Nas últimas sessões do Legislativo de Bauru, salta aos olhos e fere os ouvidos a cantilena em torno da questão da ponte “Ayrton Senna”. Os edis Futaro Sato e Antonio Faria Neto, por exemplo, tendo sido “manobristas” do apelidado Trem Bala, contribuíram com seus votos em 1996 para a aprovação do ruinoso empréstimo de R$ 10 milhões, destinado a “concluir” o viaduto inacabado sobre os trilhos da ferrovia. Até hoje, mesmo desembolsando milhões e milhões de reais, o erário municipal continua pagando uma fábula pela obra que aí está como um elefante de concreto. Além da dívida bancária contraída junto ao Chase Manhattan - que deve estar em cerca de R$ 30 a R$ 40 milhões, pagáveis em 30 anos - por força da generosidade do Trem Bala, existe o crédito suplementar da empreiteira Camargo Correa, cujo montante deve girar em torno de R$ 8 a R$ 10 milhões.
Se por um milagre a prefeitura puder saldar essa dívida, terá ainda o ônus de contratar o término do viaduto. Quanto custará essa lambança? É impossível fazer cálculos a esta altura. Muito bem: o que diz o Poder Legislativo, hoje extremamente cordato e paciente diante do Executivo? Os vereadores citados e outros tantos fingem ignorar o vulto do estrago da gigantesca obra inacabada e se limitam a lamúrias em torno da ponte Ayrton Senna! Acusam-me de ser o responsável pelas fissuras que originaram a interdição daquela obra! Como se eu fosse arquiteto, engenheiro ou perito em construções de concreto...

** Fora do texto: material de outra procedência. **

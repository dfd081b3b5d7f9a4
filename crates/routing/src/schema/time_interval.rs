//! Named mute time intervals.
//!
//! Ranges are written the usual way: `times: [{start_time: "09:00", end_time: "17:00"}]`,
//! `weekdays: ["monday:friday"]`, `days_of_month: ["1:7", "-1"]`,
//! `months: ["january:march"]`, `years: ["2024:2025"]`. All evaluation is in UTC.

use chrono::{DateTime, Datelike, Timelike, Utc};
use serde::de::Error as _;
use serde::{Deserialize, Deserializer, Serialize, Serializer};

const WEEKDAYS: [&str; 7] = ["sunday", "monday", "tuesday", "wednesday", "thursday", "friday", "saturday"];
const MONTHS: [&str; 12] = [
    "january", "february", "march", "april", "may", "june",
    "july", "august", "september", "october", "november", "december",
];

#[derive(Debug, Clone, PartialEq, Serialize, Deserialize)]
#[serde(deny_unknown_fields)]
pub struct MuteTimeInterval {
    pub name: String,
    #[serde(default)]
    pub time_intervals: Vec<TimeInterval>,
}

impl MuteTimeInterval {
    /// Active when any of its intervals contains `t`.
    pub fn contains(&self, t: DateTime<Utc>) -> bool {
        self.time_intervals.iter().any(|ti| ti.contains(t))
    }
}

/// Every populated field must match; an empty field matches anything.
#[derive(Debug, Clone, Default, PartialEq, Serialize, Deserialize)]
#[serde(default, deny_unknown_fields)]
pub struct TimeInterval {
    #[serde(skip_serializing_if = "Vec::is_empty")]
    pub times: Vec<TimeRange>,
    #[serde(skip_serializing_if = "Vec::is_empty")]
    pub weekdays: Vec<WeekdayRange>,
    #[serde(skip_serializing_if = "Vec::is_empty")]
    pub days_of_month: Vec<DayOfMonthRange>,
    #[serde(skip_serializing_if = "Vec::is_empty")]
    pub months: Vec<MonthRange>,
    #[serde(skip_serializing_if = "Vec::is_empty")]
    pub years: Vec<YearRange>,
}

impl TimeInterval {
    pub fn contains(&self, t: DateTime<Utc>) -> bool {
        let minute = t.hour() * 60 + t.minute();
        let weekday = t.weekday().num_days_from_sunday();
        let days_in_month = days_in_month(t.year(), t.month());
        (self.times.is_empty() || self.times.iter().any(|r| r.start <= minute && minute < r.end))
            && (self.weekdays.is_empty() || self.weekdays.iter().any(|r| r.0.contains(weekday as i32)))
            && (self.days_of_month.is_empty()
                || self.days_of_month.iter().any(|r| r.contains(t.day() as i32, days_in_month)))
            && (self.months.is_empty() || self.months.iter().any(|r| r.0.contains(t.month() as i32)))
            && (self.years.is_empty() || self.years.iter().any(|r| r.0.contains(t.year())))
    }
}

fn days_in_month(year: i32, month: u32) -> i32 {
    let (ny, nm) = if month == 12 { (year + 1, 1) } else { (year, month + 1) };
    chrono::NaiveDate::from_ymd_opt(ny, nm, 1)
        .and_then(|d| d.pred_opt())
        .map(|d| d.day() as i32)
        .unwrap_or(31)
}

// ── Ranges ──────────────────────────────────────────────────────────

/// Inclusive integer range with its original spelling kept for serialization.
#[derive(Debug, Clone, PartialEq)]
pub struct InclusiveRange {
    pub begin: i32,
    pub end: i32,
    source: String,
}

impl InclusiveRange {
    fn contains(&self, v: i32) -> bool {
        self.begin <= v && v <= self.end
    }

    fn parse(s: &str, parse_one: impl Fn(&str) -> Result<i32, String>) -> Result<Self, String> {
        let (begin, end) = match s.split_once(':') {
            Some((a, b)) => (parse_one(a)?, parse_one(b)?),
            None => {
                let v = parse_one(s)?;
                (v, v)
            }
        };
        if begin > end {
            return Err(format!("start of range {s:?} must not be after its end"));
        }
        Ok(Self { begin, end, source: s.to_string() })
    }
}

macro_rules! range_type {
    ($(#[$doc:meta])* $name:ident, $parse:expr) => {
        $(#[$doc])*
        #[derive(Debug, Clone, PartialEq)]
        pub struct $name(pub InclusiveRange);

        impl std::str::FromStr for $name {
            type Err = String;
            fn from_str(s: &str) -> Result<Self, String> {
                InclusiveRange::parse(s, $parse).map($name)
            }
        }

        impl Serialize for $name {
            fn serialize<S: Serializer>(&self, serializer: S) -> Result<S::Ok, S::Error> {
                serializer.serialize_str(&self.0.source)
            }
        }

        impl<'de> Deserialize<'de> for $name {
            fn deserialize<D: Deserializer<'de>>(deserializer: D) -> Result<Self, D::Error> {
                let s = String::deserialize(deserializer)?;
                s.parse().map_err(D::Error::custom)
            }
        }
    };
}

fn parse_named(s: &str, names: &[&str], offset: i32, what: &str) -> Result<i32, String> {
    let lower = s.trim().to_lowercase();
    if let Some(i) = names.iter().position(|n| *n == lower) {
        return Ok(i as i32 + offset);
    }
    lower
        .parse::<i32>()
        .ok()
        .filter(|v| *v >= offset && *v < names.len() as i32 + offset)
        .ok_or_else(|| format!("{s:?} is not a valid {what}"))
}

range_type!(
    /// `monday:friday`; sunday is 0.
    WeekdayRange,
    |s: &str| parse_named(s, &WEEKDAYS, 0, "weekday")
);
range_type!(
    /// `january:march` or `1:3`.
    MonthRange,
    |s: &str| parse_named(s, &MONTHS, 1, "month")
);
range_type!(
    YearRange,
    |s: &str| s.trim().parse::<i32>().map_err(|_| format!("{s:?} is not a valid year"))
);

/// `1:7`, `-7:-1` (negative counts back from the month's end).
#[derive(Debug, Clone, PartialEq)]
pub struct DayOfMonthRange(pub InclusiveRange);

impl DayOfMonthRange {
    fn contains(&self, day: i32, days_in_month: i32) -> bool {
        let resolve = |d: i32| if d < 0 { days_in_month + d + 1 } else { d };
        resolve(self.0.begin) <= day && day <= resolve(self.0.end)
    }
}

impl std::str::FromStr for DayOfMonthRange {
    type Err = String;

    fn from_str(s: &str) -> Result<Self, String> {
        let parse_day = |d: &str| {
            d.trim()
                .parse::<i32>()
                .ok()
                .filter(|v| *v != 0 && (-31..=31).contains(v))
                .ok_or_else(|| format!("{d:?} is not a valid day of month"))
        };
        let (begin, end) = match s.split_once(':') {
            Some((a, b)) => (parse_day(a)?, parse_day(b)?),
            None => {
                let v = parse_day(s)?;
                (v, v)
            }
        };
        // Mixed signs cannot be compared until the month is known.
        if begin.signum() == end.signum() && begin > end {
            return Err(format!("start of range {s:?} must not be after its end"));
        }
        Ok(Self(InclusiveRange { begin, end, source: s.to_string() }))
    }
}

impl Serialize for DayOfMonthRange {
    fn serialize<S: Serializer>(&self, serializer: S) -> Result<S::Ok, S::Error> {
        serializer.serialize_str(&self.0.source)
    }
}

impl<'de> Deserialize<'de> for DayOfMonthRange {
    fn deserialize<D: Deserializer<'de>>(deserializer: D) -> Result<Self, D::Error> {
        let s = String::deserialize(deserializer)?;
        s.parse().map_err(D::Error::custom)
    }
}

/// Minutes since midnight, half-open `[start, end)`.
#[derive(Debug, Clone, PartialEq)]
pub struct TimeRange {
    pub start: u32,
    pub end: u32,
}

fn parse_clock(s: &str) -> Result<u32, String> {
    let (h, m) = s.split_once(':').ok_or_else(|| format!("invalid time of day {s:?}"))?;
    let h: u32 = h.parse().map_err(|_| format!("invalid time of day {s:?}"))?;
    let m: u32 = m.parse().map_err(|_| format!("invalid time of day {s:?}"))?;
    if m > 59 || h > 24 || (h == 24 && m != 0) {
        return Err(format!("invalid time of day {s:?}"));
    }
    Ok(h * 60 + m)
}

fn format_clock(minutes: u32) -> String {
    format!("{:02}:{:02}", minutes / 60, minutes % 60)
}

#[derive(Serialize, Deserialize)]
#[serde(deny_unknown_fields)]
struct RawTimeRange {
    start_time: String,
    end_time: String,
}

impl Serialize for TimeRange {
    fn serialize<S: Serializer>(&self, serializer: S) -> Result<S::Ok, S::Error> {
        RawTimeRange { start_time: format_clock(self.start), end_time: format_clock(self.end) }.serialize(serializer)
    }
}

impl<'de> Deserialize<'de> for TimeRange {
    fn deserialize<D: Deserializer<'de>>(deserializer: D) -> Result<Self, D::Error> {
        let raw = RawTimeRange::deserialize(deserializer)?;
        let start = parse_clock(&raw.start_time).map_err(D::Error::custom)?;
        let end = parse_clock(&raw.end_time).map_err(D::Error::custom)?;
        if start >= end {
            return Err(D::Error::custom("start_time must be before end_time"));
        }
        Ok(TimeRange { start, end })
    }
}
//! HTTP router construction.

use std::sync::Arc;

use axum::routing::{get, post};
use axum::Router;
use tower_http::cors::CorsLayer;
use utoipa::OpenApi;
use utoipa_scalar::{Scalar, Servable};

use crate::api;
use crate::state::AppState;

/// Build the complete application router with all routes and middleware.
pub fn build_router(state: Arc<AppState>) -> Router {
    Router::new()
        .route("/health", get(api::health))
        .route("/-/reload", post(api::reload))
        .route("/api/v1/status", get(api::status))
        .route(
            "/api/v1/routes",
            post(api::add_route).put(api::edit_route).delete(api::delete_route),
        )
        .route("/api/v1/testReceiver", post(api::test_receiver))
        .layer(CorsLayer::permissive())
        .with_state(state)
        .merge(Scalar::with_url("/docs", api::doc::ApiDoc::openapi()))
}
//! Whole-config validation.
//!
//! Checks run in a fixed order and stop at the first failure:
//! root route constraints, global block, receivers (uniqueness and
//! global-default inheritance), route tree, receiver references, mute
//! time intervals, inhibition rules.
//!
//! Inheritance is applied to a working copy and written back only when
//! every check passes, so a rejected config is left untouched and
//! validating an already-valid config changes nothing.

mod receiver_checks;
mod route_checks;

pub use self::receiver_checks::resolve_receiver;

use std::collections::BTreeSet;

use crate::error::{ConfigError, Result};
use crate::schema::Config;

impl Config {
    /// Validate this config, filling unset integration fields from `global`.
    pub fn validate(&mut self) -> Result<()> {
        validate(self)
    }
}

pub fn validate(config: &mut Config) -> Result<()> {
    let root = config
        .route
        .as_ref()
        .ok_or_else(|| ConfigError::validation("no route provided in config"))?;
    route_checks::check_root(root)?;

    let global = config.global.clone().unwrap_or_default();
    global.validate().map_err(ConfigError::Validation)?;

    let mut receivers = config.receivers.clone();
    let mut names = BTreeSet::new();
    for receiver in &mut receivers {
        if receiver.name.is_empty() {
            return Err(ConfigError::validation("missing name in receiver"));
        }
        if !names.insert(receiver.name.clone()) {
            return Err(ConfigError::validation(format!(
                "notification config name {:?} is not unique",
                receiver.name
            )));
        }
        resolve_receiver(receiver, &global)?;
    }

    route_checks::check_tree(root)?;
    route_checks::check_receivers(root, &names)?;

    let mut intervals = BTreeSet::new();
    for mt in &config.mute_time_intervals {
        if mt.name.is_empty() {
            return Err(ConfigError::validation("missing name in mute time interval"));
        }
        if !intervals.insert(mt.name.as_str()) {
            return Err(ConfigError::validation(format!(
                "mute time interval {:?} is not unique",
                mt.name
            )));
        }
    }
    route_checks::check_time_intervals(root, &intervals)?;

    for rule in &config.inhibit_rules {
        rule.validate().map_err(ConfigError::Validation)?;
    }

    config.global = Some(global);
    config.receivers = receivers;
    Ok(())
}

Quem, lá fora, lê sobre as estrondosas lamúrias de vereadores oportunistas, certamente imaginará que a Ayrton Senna é algo como a Golden Gate dos Estados Unidos. No entanto, quanto custou a construção da ligação Distrito Industrial-Chapadão? Cerca de R$ 230 mil no contrato original, lavrado mediante licitação pública vencida pela Tofer Engenharia, de Piracicaba. Valor coberto por uma emenda ao Orçamento federal, com pequena contrapartida da prefeitura. Essa ponte funcionou sem problemas por mais de dois anos, antes da interdição.
Quando ocorreu a avaria, meu governo entrou de imediato no Judiciário com Ação Ordinária de Indenização para obrigar a construtora (se provado for que o defeito ocorreu por culpa dela) a indenizar o município (processo n.º 1123/03 - 5.ª Vara Cível de Bauru).
Com autorização judicial e mediante laudo emitido por perito competente, operários da prefeitura, sob fiscalização de nossos engenheiros e do secretário de Obras, estiveram vários meses trabalhando dentro e nas margens do Rio Bauru para garantir o reparo da ponte. A qual, segundo veredicto do perito judicial, está devidamente reforçada e pronta a receber o aterro envelopado. As obras da ponte foram pagas integralmente, bem como todo o material e mão-de-obra utilizados nos reparos. Por que os vereadores lamurientos não trocam suas críticas infundadas por um preito de justiça aos operários municipais, elogiando sua competência e força de vontade?
Pela centésima vez esclareço que a ponte não teve sua conclusão “apressada para permitir minha reeleição em 2000”. Ao contrário: a entrega se deu sem festa de inauguração, vários meses depois do prazo contratual. Os repasses da verba federal atrasaram e por isso a construtora concluiu os trabalhos além do previsto no contrato. Indiferentes a esse esclarecimento, os críticos de plantão continuam insistindo em sua esdrúxula tese.
Leiam, por favor, os processos nos âmbitos administrativo e judicial, senhores vereadores! Dêem-se a esse trabalho (os autos se encontram no setor jurídico da prefeitura) e deixarão de falar bobagens. A população não merece ouvir desinformações ditadas por ódio político-partidário. A ponte Ayrton Senna custou pouco, funcionou por mais de dois anos, falta um mínimo de obra (o aterro) e está sendo amaldiçoada. E o viaduto de R$ 40 milhões, cuja conclusão se torna muito problemática, passa em branco para os integrantes do Trem Bala? Ou eles, se levantarem o problema, irão dizer que “a culpa é do Nilson Costa”?